Honcho is architecturally sound but conflicts with our local-first sovereignty principles. Worth watching, not adopting.
---
## What Honcho Is
AI-native memory infrastructure from Plastic Labs. Three background agents process conversations:
- **Deriver** — ingests messages, extracts observations (explicit facts + deductive inferences) about peers
- **Dialectic** — answers natural-language queries about users ("What are this user's goals?")
- **Dreamer** — consolidation process, removes redundancies, improves memory quality over time
Core concepts: peers (users and agents as unified entities), sessions, observation settings, continual learning.
## What the Fork Provides
plastic-labs/hermes-honcho adds ~930 lines of integration code:
- `honcho_integration/client.py` (191 lines) — config resolution, singleton client
- `honcho_integration/session.py` (538 lines) — HonchoSession + HonchoSessionManager
- `tools/honcho_tools.py` (102 lines) — `query_user_context` tool for LLM
Hooks into run_agent.py:
- `_honcho_prefetch(user_message)` — injects user representation into system prompt before each turn
- `_honcho_sync(user_content, assistant_content)` — syncs messages to Honcho after each turn
## What It Adds Beyond Current Memory
| Capability | Hermes Memory (current) | Honcho |
|---|---|---|
| Storage | File-backed (MEMORY.md, USER.md) + holographic fact_store | Cloud API or self-hosted Postgres + pgvector |
| Cross-session user modeling | Manual `memory add` calls | Automatic background derivation |
| Dialectic reasoning | Search-based fact recall | Natural-language queries about user psychology |
| Social cognition | None | Multi-peer, observation settings, relationship modeling |
| Session summarization | Context compression | Built-in token-budgeted summaries + peer cards |
| Cost | Zero (local files) | LLM API calls per derivation + API key or self-host infra |
## Why NOT Integrate
### 1. Local-First Violation
Honcho defaults to cloud (`api.honcho.dev`). Self-hosting requires PostgreSQL + pgvector + Redis + LLM API keys (Gemini, Anthropic, OpenAI for embeddings). That's a significant infrastructure dependency for a system that prides itself on running on 4GB of RAM.

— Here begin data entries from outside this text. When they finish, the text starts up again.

#![forbid(unsafe_code)]
//! The ext2 engine.
//!
//! [`Ext2Fs`] sits between a 512-byte-sector block device and a VFS-style
//! inode layer: it loads and writes back the superblock and block-group
//! descriptor table, allocates inodes and data blocks against the group
//! bitmaps, caches live inodes (at most one instance per index), and exposes
//! the POSIX-shaped operation surface (lookup, read, write, create, mkdir,
//! link-count and timestamp updates).
//!
//! Lock order, strictly: inode-cache lock, then any per-inode lock, then the
//! filesystem-wide metadata lock. The cache lock is never held across I/O.

mod vnode;

pub use e2fs_alloc::FsGeometry;
pub use e2fs_block::{DiskStore, FileSectorDevice, MemSectorDevice, SectorDevice};
pub use e2fs_error::{Ext2Error, Result};
pub use e2fs_ondisk::{FileType, GroupDesc, RawInode, Superblock};
pub use e2fs_types::{BlockIndex, FsId, GroupIndex, InodeId, InodeIndex};
pub use vnode::LiveInode;

use e2fs_ondisk::DirEntry;
use e2fs_types::{
    group_for_inode, inode_index_in_group, S_IFDIR, S_IFMT, SECTOR_SIZE, SUPERBLOCK_OFFSET,
    SUPERBLOCK_SIZE,
};
use parking_lot::Mutex;
use serde::{Deserialize, Serialize};
use std::collections::HashMap;
use std::sync::atomic::{AtomicU32, Ordering};
use std::sync::Arc;
use std::time::{SystemTime, UNIX_EPOCH};
use tracing::{debug, info};

static NEXT_FS_ID: AtomicU32 = AtomicU32::new(1);

fn now_epoch() -> u32 {
    SystemTime::now()
        .duration_since(UNIX_EPOCH)
        .map(|d| d.as_secs() as u32)
        .unwrap_or(0)
}

/// Stable projection of the on-disk inode fields consumed by the VFS layer.
#[derive(Debug, Clone, PartialEq, Eq, Serialize, Deserialize)]
pub struct InodeMetadata {
    pub id: InodeId,
    pub size: u32,
    pub mode: u16,
    pub uid: u16,
    pub gid: u16,
    pub links_count: u16,
    pub atime: u32,
    pub ctime: u32,
    pub mtime: u32,
    pub dtime: u32,
    pub block_size: u32,
    /// `i_blocks`: data blocks counted in 512-byte sectors.
    pub block_count: u32,
    pub major_device: u32,
    pub minor_device: u32,
}

impl InodeMetadata {
    fn from_raw(id: InodeId, raw: &RawInode, block_size: u32) -> Self {
        let (major, minor) = if e2fs_types::is_block_device(raw.mode)
            || e2fs_types::is_character_device(raw.mode)
        {
            let dev = raw.device_number();
            ((dev & 0xfff00) >> 8, (dev & 0xff) | ((dev >> 12) & 0xfff00))
        } else {
            (0, 0)
        };

        Self {
            id,
            size: raw.size,
            mode: raw.mode,
            uid: raw.uid,
            gid: raw.gid,
            links_count: raw.links_count,
            atime: raw.atime,
            ctime: raw.ctime,
            mtime: raw.mtime,
            dtime: raw.dtime,
            block_size,
            block_count: raw.blocks,
            major_device: major,
            minor_device: minor,
        }
    }

    #[must_use]
    pub fn is_directory(&self) -> bool {
        e2fs_types::is_directory(self.mode)
    }

    #[must_use]
    pub fn is_regular_file(&self) -> bool {
        e2fs_types::is_regular_file(self.mode)
    }

    #[must_use]
    pub fn is_symlink(&self) -> bool {
        e2fs_types::is_symlink(self.mode)
    }
}

/// One directory entry as seen by traversal callbacks.
#[derive(Debug, Clone, PartialEq, Eq)]
pub struct DirEntryInfo {
    pub name: String,
    pub id: InodeId,
    pub file_type: FileType,
}

struct BgdtCache {
    raw: Vec<u8>,
    descs: Vec<GroupDesc>,
}

struct MetaCache {
    sb_raw: Vec<u8>,
    sb: Superblock,
    bgdt: Option<BgdtCache>,
}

Our SOUL.md is explicit: *"If I ever require permission from a third party to function, I have failed."*
### 2. Cost Without Control
Every conversation turn triggers:
- Deriver API call (observation extraction)
- Potentially Dreamer call (consolidation)

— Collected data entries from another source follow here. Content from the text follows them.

use crate::{DirEntryInfo, Ext2Fs, InodeMetadata};
use e2fs_error::{Ext2Error, Result};
use e2fs_ondisk::RawInode;
use e2fs_types::{ceil_div, BlockIndex, InodeId, InodeIndex};
use parking_lot::{Mutex, MutexGuard};
use std::collections::HashMap;
use std::sync::Arc;

/// Stateful wrapper around a cached on-disk inode.
///
/// The inode cache guarantees at most one instance per `(fs, index)`. The
/// per-inode lock protects the raw record, the derived metadata, and the lazy
/// block-list and name-lookup caches, and is held across block I/O so a
/// reader and a writer of the same inode serialize.
pub struct LiveInode {
    id: InodeId,
    pub(crate) state: Mutex<InodeState>,
}

pub(crate) struct InodeState {
    pub(crate) raw: RawInode,
    pub(crate) metadata: InodeMetadata,
    pub(crate) block_list: Option<Arc<Vec<BlockIndex>>>,
    pub(crate) lookup_cache: Option<HashMap<String, InodeIndex>>,
}

impl LiveInode {
    pub(crate) fn new(id: InodeId, raw: RawInode, block_size: u32) -> Self {
        let metadata = InodeMetadata::from_raw(id, &raw, block_size);
        Self {
            id,
            state: Mutex::new(InodeState {
                raw,
                metadata,
                block_list: None,
                lookup_cache: None,
            }),
        }
    }

    #[must_use]
    pub fn id(&self) -> InodeId {
        self.id
    }

    #[must_use]
    pub fn index(&self) -> InodeIndex {
        self.id.index
    }

    /// Snapshot of the derived metadata.
    #[must_use]
    pub fn metadata(&self) -> InodeMetadata {
        self.state.lock().metadata.clone()
    }

    /// Replace the raw record and refresh everything derived from it.
    ///
    /// The returned guard keeps the per-inode lock held so the caller can
    /// issue the backing block write before readers observe a mix of new
    /// in-memory and old on-disk state.
    pub(crate) fn begin_raw_update(
        &self,
        block_size: u32,
        raw: &RawInode,
    ) -> MutexGuard<'_, InodeState> {
        let mut state = self.state.lock();
        state.raw = raw.clone();
        state.metadata = InodeMetadata::from_raw(self.id, raw, block_size);
        state.block_list = None;
        state.lookup_cache = None;
        state
    }

    /// Lock the state with the block list populated, resolving it lazily.
    ///
    /// Resolution runs without the lock (it is pure derivation plus reads);
    /// the result is installed under a second check and a raced duplicate is
    /// discarded.
    fn locked_state_with_block_list(&self, fs: &Ext2Fs) -> Result<MutexGuard<'_, InodeState>> {
        let mut state = self.state.lock();
        loop {
            if state.block_list.is_some() {
                return Ok(state);
            }
            let raw = state.raw.clone();
            drop(state);
            let list = Arc::new(fs.resolve_block_list(self.id.index, &raw)?);
            state = self.state.lock();
            if state.block_list.is_none() {
                state.block_list = Some(list);
            }
        }
    }

    /// Read up to `count` bytes starting at `offset` into `buf`.
    ///
    /// Returns the number of bytes copied, 0 at or past end of file. Short
    /// symlink targets are served straight from the inline `i_block` area.
    pub fn read_bytes(
        &self,
        fs: &Ext2Fs,
        offset: u64,
        count: usize,
        buf: &mut [u8],
    ) -> Result<usize> {
        let count = count.min(buf.len());

        let state = self.state.lock();
        let size = u64::from(state.raw.size);
        if size == 0 || offset >= size {
            return Ok(0);
        }

        if state.raw.has_inline_symlink() {
            let inline = state.raw.inline_bytes();
            let start = offset as usize;
            let n = count.min((size - offset) as usize);
            buf[..n].copy_from_slice(&inline[start..start + n]);
            return Ok(n);
        }
        drop(state);

        let state = self.locked_state_with_block_list(fs)?;
        let list = state.block_list.as_ref().expect("block list installed");
        if list.is_empty() {
            return Err(Ext2Error::Corrupt {
                block: 0,
                detail: format!("inode {}: empty block list", self.id.index),
            });
        }

        let bs = u64::from(fs.geometry().block_size);
        let first = (offset / bs) as usize;
        let last = (((offset + count as u64) / bs) as usize).min(list.len() - 1);
        let off_in_first = (offset % bs) as usize;

        let mut remaining = count.min((size - offset) as usize);
        let mut nread = 0_usize;

        for bi in first..=last {
            if remaining == 0 {
                break;
            }
            let block = fs.store().read_block(list[bi])?;
            let off = if bi == first { off_in_first } else { 0 };
            let n = (bs as usize - off).min(remaining);
            buf[nread..nread + n].copy_from_slice(&block[off..off + n]);
            remaining -= n;
            nread += n;
        }

        Ok(nread)
    }

    /// Rewrite the file's content in place.
    ///
    /// Only same-size rewrites are supported: the block count before and
    /// after must match. Every block is written in full; the final partial
    /// block is zero-padded.
    pub fn write_bytes(&self, fs: &Ext2Fs, data: &[u8]) -> Result<()> {
        let bs = u64::from(fs.geometry().block_size);

        let state = self.state.lock();
        if state.raw.is_symlink() {
            return Err(Ext2Error::Unsupported("symlink rewrite"));
        }
        let blocks_before = ceil_div(u64::from(state.raw.size), bs);
        let blocks_after = ceil_div(data.len() as u64, bs);
        if blocks_before != blocks_after {
            return Err(Ext2Error::Unsupported("growing or shrinking a file"));
        }
        drop(state);

        if blocks_after == 0 {
            return Ok(());
        }

        let mut state = self.locked_state_with_block_list(fs)?;
        let list = state
            .block_list
            .as_ref()
            .expect("block list installed")
            .clone();
        if (list.len() as u64) < blocks_after {
            return Err(Ext2Error::Corrupt {
                block: 0,
                detail: format!(
                    "inode {}: block list shorter than file size requires",
                    self.id.index
                ),
            });
        }

        let bs = bs as usize;
        for (i, block) in list.iter().take(blocks_after as usize).enumerate() {
            let start = i * bs;
            let end = (start + bs).min(data.len());
            let mut content = vec![0_u8; bs];
            content[..end - start].copy_from_slice(&data[start..end]);
            fs.store().write_block(*block, &content)?;
        }

        // Directory data changed out from under the name cache.
        if state.metadata.is_directory() {
            state.lookup_cache = None;
        }
        Ok(())
    }

    /// Walk the directory's entries, stopping early when `visit` returns
    /// `false`. This is the only sanctioned way to read directory content.
    pub fn traverse_as_directory(
        &self,
        fs: &Ext2Fs,
        mut visit: impl FnMut(&DirEntryInfo) -> bool,
    ) -> Result<()> {
        let metadata = self.metadata();
        if !metadata.is_directory() {
            return Err(Ext2Error::NotDirectory);
        }

        let size = metadata.size as usize;
        let mut buf = vec![0_u8; size];
        let n = self.read_bytes(fs, 0, size, &mut buf)?;
        buf.truncate(n);

        e2fs_ondisk::walk_entries(&buf, |name, ino, file_type| {
            let entry = DirEntryInfo {
                name: String::from_utf8_lossy(name).into_owned(),
                id: InodeId::new(self.id.fs, InodeIndex(ino)),
                file_type,
            };
            visit(&entry)
        })
        .map_err(|e| Ext2Error::Corrupt {
            block: 0,
            detail: format!("directory inode {}: {e}", self.id.index),
        })
    }

    /// Populate the name cache by traversal, at most once per generation.
    ///
    /// The traversal runs without the per-inode lock held (it re-enters
    /// `read_bytes`); the map is installed under a second check and a raced
    /// duplicate is discarded.
    fn populate_lookup_cache(&self, fs: &Ext2Fs) -> Result<()> {
        {
            let state = self.state.lock();
            if state.lookup_cache.is_some() {
                return Ok(());
            }
        }

        let mut children = HashMap::new();
        self.traverse_as_directory(fs, |entry| {
            children.insert(entry.name.clone(), entry.id.index);
            true
        })?;

        let mut state = self.state.lock();
        if state.lookup_cache.is_none() {
            state.lookup_cache = Some(children);
        }
        Ok(())
    }

    /// Forward name lookup in this directory.
    pub fn lookup(&self, fs: &Ext2Fs, name: &str) -> Result<Option<InodeId>> {
        if !self.metadata().is_directory() {
            return Err(Ext2Error::NotDirectory);
        }
        loop {
            self.populate_lookup_cache(fs)?;
            let state = self.state.lock();
            // A concurrent rewrite may have invalidated the cache between
            // population and this lock; rebuild when it did.
            if let Some(cache) = state.lookup_cache.as_ref() {
                return Ok(cache
                    .get(name)
                    .map(|index| InodeId::new(self.id.fs, *index)));
            }
        }
    }

    /// Find the name under which `child` appears in this directory.
    pub fn reverse_lookup(&self, fs: &Ext2Fs, child: InodeId) -> Result<Option<String>> {
        if !self.metadata().is_directory() {
            return Err(Ext2Error::NotDirectory);
        }
        loop {
            self.populate_lookup_cache(fs)?;
            let state = self.state.lock();
            if let Some(cache) = state.lookup_cache.as_ref() {
                return Ok(cache
                    .iter()
                    .find(|(_, index)| **index == child.index)
                    .map(|(name, _)| name.clone()));
            }
        }
    }
}

impl std::fmt::Debug for LiveInode {
    fn fmt(&self, f: &mut std::fmt::Formatter<'_>) -> std::fmt::Result {
        f.debug_struct("LiveInode").field("id", &self.id).finish()
    }
}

- Dialectic call on prefetch (user context query)
Even self-hosted, this means LLM API costs for background memory processing. Our current system costs zero.
### 3. Dependency Risk
- `honcho-ai>=2.0.1` package dependency
- Plastic Labs as a dependency — startup, not protocol
- Config lives in `~/.honcho/config.json`, not our config-as-code system
- No Bitcoin integration, no on-chain anchoring
### 4. Existing Systems Are Sufficient
Our current memory stack:
- `memory_tool.py` — file-backed MEMORY.md/USER.md with bounded char limits
- `fact_store` — holographic memory with entity resolution and trust scoring
- `session_search` — FTS5 search across past sessions
- `skill_manage` — procedural memory as skills
What Honcho provides that we lack (automatic derivation, dialectic queries) can be built locally using our existing inference infrastructure (local Ollama, mimo-v2-pro).
### 5. Self-Hosted Still Needs External LLMs
Even self-hosted Honcho requires API keys for Gemini, Anthropic, or OpenAI for its internal derivation/embedding pipeline. It doesn't use our local models.
## When to Reconsider
- If Honcho adds local-model support (use our Ollama for derivation)

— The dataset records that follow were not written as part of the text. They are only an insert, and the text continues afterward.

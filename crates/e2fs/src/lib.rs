#![forbid(unsafe_code)]
//! Public API facade for the e2fs engine.
//!
//! Re-exports the core surface through one stable crate so downstream
//! consumers depend on `e2fs` alone.

pub use e2fs_core::*;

- If we're already running PostgreSQL for other reasons
- If cross-session user modeling becomes a critical feature gap
- If Plastic Labs releases a fully local, zero-dependency variant
## Recommendation
**Do not integrate.** Instead, build local alternatives:
1. **Auto-derivation**: Use a background cron job with our local models to extract facts from session transcripts into the fact_store
2. **Dialectic queries**: Extend fact_store `reason` and `probe` actions with natural-language querying
3. **Peer modeling**: Add entity types to the fact_store for user preference tracking
These would give us 80% of Honcho's value at 0% of its dependency cost.
## References
- Fork: https://github.com/plastic-labs/honcho (SDK)
- Integration: plastic-labs/hermes-honcho (Hermes fork with integration)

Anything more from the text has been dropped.